▸ **Problem description**: If a line in the data below contains the word "occupied", copy it out.

▸ **Information supplied**:
use brawl_arena_core::{PlayerId, WorldPoint};
use log::{error, warn};
use rand::{seq::SliceRandom, Rng};

/// Spawn point chosen for a single player.
#[derive(Clone, Copy, Debug, PartialEq)]
pub struct SpawnAssignment {
    /// Player being placed.
    pub player: PlayerId,
    /// Spawn position the player is teleported to.
    pub position: WorldPoint,
}

/// Outcome of a spawn assignment pass.
#[derive(Clone, Debug, Default, PartialEq)]
pub struct SpawnPlan {
    /// Players that received a spawn, in request order.
    pub assignments: Vec<SpawnAssignment>,
    /// Players left where they are because no spawn was available.
    pub unplaced: Vec<PlayerId>,
}

/// Assigns each player a spawn point nobody else is standing on.
///
/// A spawn is available when no occupant lies within `tolerance` of it. The
/// occupants are the provided positions plus every spawn already handed out
/// during this pass. When nothing is available the player is skipped, unless
/// `tolerate_contention` allows reusing any spawn.
pub fn assign_spawn_points<R>(
    players: &[PlayerId],
    occupied: &[WorldPoint],
    spawn_points: &[WorldPoint],
    tolerance: f32,
    tolerate_contention: bool,
    rng: &mut R,
) -> SpawnPlan
where
    R: Rng + ?Sized,
{
    let mut taken = occupied.to_vec();
    let mut plan = SpawnPlan::default();

    for &player in players {
        let free: Vec<WorldPoint> = spawn_points
            .iter()
            .copied()
            .filter(|spawn| {
                taken
                    .iter()
                    .all(|occupant| occupant.distance(*spawn) > tolerance)
            })
            .collect();

        let choice = match free.choose(rng) {
            Some(spawn) => Some(*spawn),
            None if tolerate_contention => {
                let shared = spawn_points.choose(rng).copied();
                if shared.is_some() {
                    warn!(
                        "spawn points exhausted; player {} shares a spawn",
                        player.get()
                    );
                }
                shared
            }
            None => None,
        };

        match choice {
            Some(position) => {
                taken.push(position);
                plan.assignments.push(SpawnAssignment { player, position });
            }
            None => {
                error!("no free spawn point for player {}", player.get());
                plan.unplaced.push(player);
            }
        }
    }

    plan
}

▸ **Response area**:
    occupied: &[WorldPoint],
    let mut taken = occupied.to_vec();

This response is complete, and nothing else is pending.